Stored items:
>>>>
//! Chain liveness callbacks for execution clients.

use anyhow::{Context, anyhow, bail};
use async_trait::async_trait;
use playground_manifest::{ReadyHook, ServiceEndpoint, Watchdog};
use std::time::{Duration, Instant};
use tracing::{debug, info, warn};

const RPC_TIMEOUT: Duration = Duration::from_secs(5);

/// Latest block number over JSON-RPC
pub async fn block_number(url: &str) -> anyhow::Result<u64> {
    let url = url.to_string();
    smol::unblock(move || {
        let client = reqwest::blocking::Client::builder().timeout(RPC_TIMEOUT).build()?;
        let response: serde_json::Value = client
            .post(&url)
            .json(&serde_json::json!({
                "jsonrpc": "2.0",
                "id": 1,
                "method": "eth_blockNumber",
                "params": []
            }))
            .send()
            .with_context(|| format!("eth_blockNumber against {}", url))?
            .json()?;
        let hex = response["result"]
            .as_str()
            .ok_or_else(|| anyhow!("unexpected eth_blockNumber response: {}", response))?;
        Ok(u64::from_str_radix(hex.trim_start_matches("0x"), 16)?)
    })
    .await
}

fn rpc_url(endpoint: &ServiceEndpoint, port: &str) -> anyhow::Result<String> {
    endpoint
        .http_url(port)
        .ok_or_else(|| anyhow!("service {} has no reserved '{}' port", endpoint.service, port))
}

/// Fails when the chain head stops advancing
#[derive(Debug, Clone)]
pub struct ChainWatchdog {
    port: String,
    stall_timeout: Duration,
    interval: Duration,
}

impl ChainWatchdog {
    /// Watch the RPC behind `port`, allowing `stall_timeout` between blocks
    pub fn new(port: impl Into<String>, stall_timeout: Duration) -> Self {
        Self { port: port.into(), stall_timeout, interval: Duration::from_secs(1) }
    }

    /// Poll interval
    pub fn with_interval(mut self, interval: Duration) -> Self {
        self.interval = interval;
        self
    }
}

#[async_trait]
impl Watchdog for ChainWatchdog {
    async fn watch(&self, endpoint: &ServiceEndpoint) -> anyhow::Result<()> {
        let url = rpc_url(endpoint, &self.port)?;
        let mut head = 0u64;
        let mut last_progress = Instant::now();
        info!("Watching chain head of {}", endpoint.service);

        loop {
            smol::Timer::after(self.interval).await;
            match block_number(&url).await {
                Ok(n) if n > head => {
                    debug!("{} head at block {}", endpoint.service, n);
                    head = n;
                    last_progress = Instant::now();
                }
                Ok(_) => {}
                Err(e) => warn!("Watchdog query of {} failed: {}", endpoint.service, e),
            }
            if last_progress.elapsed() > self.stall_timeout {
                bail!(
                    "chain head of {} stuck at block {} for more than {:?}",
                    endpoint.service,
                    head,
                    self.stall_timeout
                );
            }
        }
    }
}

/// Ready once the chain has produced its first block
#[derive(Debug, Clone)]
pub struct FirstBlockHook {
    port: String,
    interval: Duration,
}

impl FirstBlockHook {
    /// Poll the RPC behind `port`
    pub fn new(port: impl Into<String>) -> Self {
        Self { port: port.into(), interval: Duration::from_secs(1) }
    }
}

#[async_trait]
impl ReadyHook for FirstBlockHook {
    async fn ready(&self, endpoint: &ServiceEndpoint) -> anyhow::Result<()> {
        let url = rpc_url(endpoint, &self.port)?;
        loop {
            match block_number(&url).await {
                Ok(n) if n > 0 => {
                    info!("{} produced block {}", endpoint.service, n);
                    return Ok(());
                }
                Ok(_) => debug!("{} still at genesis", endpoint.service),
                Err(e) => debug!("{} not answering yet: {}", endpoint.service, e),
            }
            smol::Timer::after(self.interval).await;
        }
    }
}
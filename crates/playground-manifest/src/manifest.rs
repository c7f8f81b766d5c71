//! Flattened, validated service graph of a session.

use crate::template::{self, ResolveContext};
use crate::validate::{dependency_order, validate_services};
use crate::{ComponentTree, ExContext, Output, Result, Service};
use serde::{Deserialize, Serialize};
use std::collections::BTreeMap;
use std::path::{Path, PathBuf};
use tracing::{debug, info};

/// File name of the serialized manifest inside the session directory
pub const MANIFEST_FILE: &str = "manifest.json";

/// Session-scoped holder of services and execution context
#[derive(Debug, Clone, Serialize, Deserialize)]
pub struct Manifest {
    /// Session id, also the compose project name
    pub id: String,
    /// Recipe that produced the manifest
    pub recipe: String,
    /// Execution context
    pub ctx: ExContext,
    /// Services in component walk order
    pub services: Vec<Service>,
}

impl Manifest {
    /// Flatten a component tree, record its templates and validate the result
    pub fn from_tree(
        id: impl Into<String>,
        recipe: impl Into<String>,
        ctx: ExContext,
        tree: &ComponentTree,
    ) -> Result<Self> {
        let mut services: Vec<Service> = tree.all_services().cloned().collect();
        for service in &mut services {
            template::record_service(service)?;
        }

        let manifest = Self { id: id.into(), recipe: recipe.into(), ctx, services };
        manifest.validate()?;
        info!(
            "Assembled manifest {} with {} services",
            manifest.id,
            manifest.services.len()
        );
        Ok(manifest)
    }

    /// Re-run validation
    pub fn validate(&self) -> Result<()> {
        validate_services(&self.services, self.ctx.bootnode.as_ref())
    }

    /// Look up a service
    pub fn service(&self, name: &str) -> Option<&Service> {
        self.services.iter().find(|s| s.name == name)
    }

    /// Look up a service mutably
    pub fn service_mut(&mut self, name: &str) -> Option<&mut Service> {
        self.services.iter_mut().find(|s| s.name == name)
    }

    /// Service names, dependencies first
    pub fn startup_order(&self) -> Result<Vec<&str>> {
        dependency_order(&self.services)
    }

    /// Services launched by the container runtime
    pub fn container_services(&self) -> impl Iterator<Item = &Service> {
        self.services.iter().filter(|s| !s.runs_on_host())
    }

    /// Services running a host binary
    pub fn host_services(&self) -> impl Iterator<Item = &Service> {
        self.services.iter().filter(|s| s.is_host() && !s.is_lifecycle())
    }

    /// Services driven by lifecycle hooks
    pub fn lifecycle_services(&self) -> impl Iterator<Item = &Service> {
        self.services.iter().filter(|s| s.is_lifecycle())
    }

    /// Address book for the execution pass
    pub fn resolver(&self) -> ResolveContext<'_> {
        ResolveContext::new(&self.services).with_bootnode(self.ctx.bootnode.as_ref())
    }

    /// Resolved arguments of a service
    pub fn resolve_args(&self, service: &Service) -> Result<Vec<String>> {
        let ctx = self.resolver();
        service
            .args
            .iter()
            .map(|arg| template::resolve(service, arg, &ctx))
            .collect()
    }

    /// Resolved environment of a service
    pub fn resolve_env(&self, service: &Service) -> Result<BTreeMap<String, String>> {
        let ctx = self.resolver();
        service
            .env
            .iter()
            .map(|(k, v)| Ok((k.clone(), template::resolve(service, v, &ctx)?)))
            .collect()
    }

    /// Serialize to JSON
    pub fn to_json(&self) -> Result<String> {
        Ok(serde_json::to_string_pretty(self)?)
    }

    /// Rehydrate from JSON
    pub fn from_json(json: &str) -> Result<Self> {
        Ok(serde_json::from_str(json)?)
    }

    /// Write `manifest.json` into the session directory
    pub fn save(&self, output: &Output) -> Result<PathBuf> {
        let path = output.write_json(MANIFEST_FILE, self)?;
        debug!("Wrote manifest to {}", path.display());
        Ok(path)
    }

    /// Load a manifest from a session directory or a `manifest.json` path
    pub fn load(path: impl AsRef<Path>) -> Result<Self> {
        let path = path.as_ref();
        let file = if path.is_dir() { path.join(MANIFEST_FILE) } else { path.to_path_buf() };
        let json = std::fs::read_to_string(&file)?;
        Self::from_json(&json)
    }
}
<<<<
## TASK ITEM
Stop at the line containing "pub fn new(port: impl Into<String>, stall_timeout: Duration)". Please print exactly every line before it from the start of the records, plus that line itself, and nothing else.

## OUTPUT OF THE TASK
//! Chain liveness callbacks for execution clients.

use anyhow::{Context, anyhow, bail};
use async_trait::async_trait;
use playground_manifest::{ReadyHook, ServiceEndpoint, Watchdog};
use std::time::{Duration, Instant};
use tracing::{debug, info, warn};

const RPC_TIMEOUT: Duration = Duration::from_secs(5);

/// Latest block number over JSON-RPC
pub async fn block_number(url: &str) -> anyhow::Result<u64> {
    let url = url.to_string();
    smol::unblock(move || {
        let client = reqwest::blocking::Client::builder().timeout(RPC_TIMEOUT).build()?;
        let response: serde_json::Value = client
            .post(&url)
            .json(&serde_json::json!({
                "jsonrpc": "2.0",
                "id": 1,
                "method": "eth_blockNumber",
                "params": []
            }))
            .send()
            .with_context(|| format!("eth_blockNumber against {}", url))?
            .json()?;
        let hex = response["result"]
            .as_str()
            .ok_or_else(|| anyhow!("unexpected eth_blockNumber response: {}", response))?;
        Ok(u64::from_str_radix(hex.trim_start_matches("0x"), 16)?)
    })
    .await
}

fn rpc_url(endpoint: &ServiceEndpoint, port: &str) -> anyhow::Result<String> {
    endpoint
        .http_url(port)
        .ok_or_else(|| anyhow!("service {} has no reserved '{}' port", endpoint.service, port))
}

/// Fails when the chain head stops advancing
#[derive(Debug, Clone)]
pub struct ChainWatchdog {
    port: String,
    stall_timeout: Duration,
    interval: Duration,
}

impl ChainWatchdog {
    /// Watch the RPC behind `port`, allowing `stall_timeout` between blocks
    pub fn new(port: impl Into<String>, stall_timeout: Duration) -> Self {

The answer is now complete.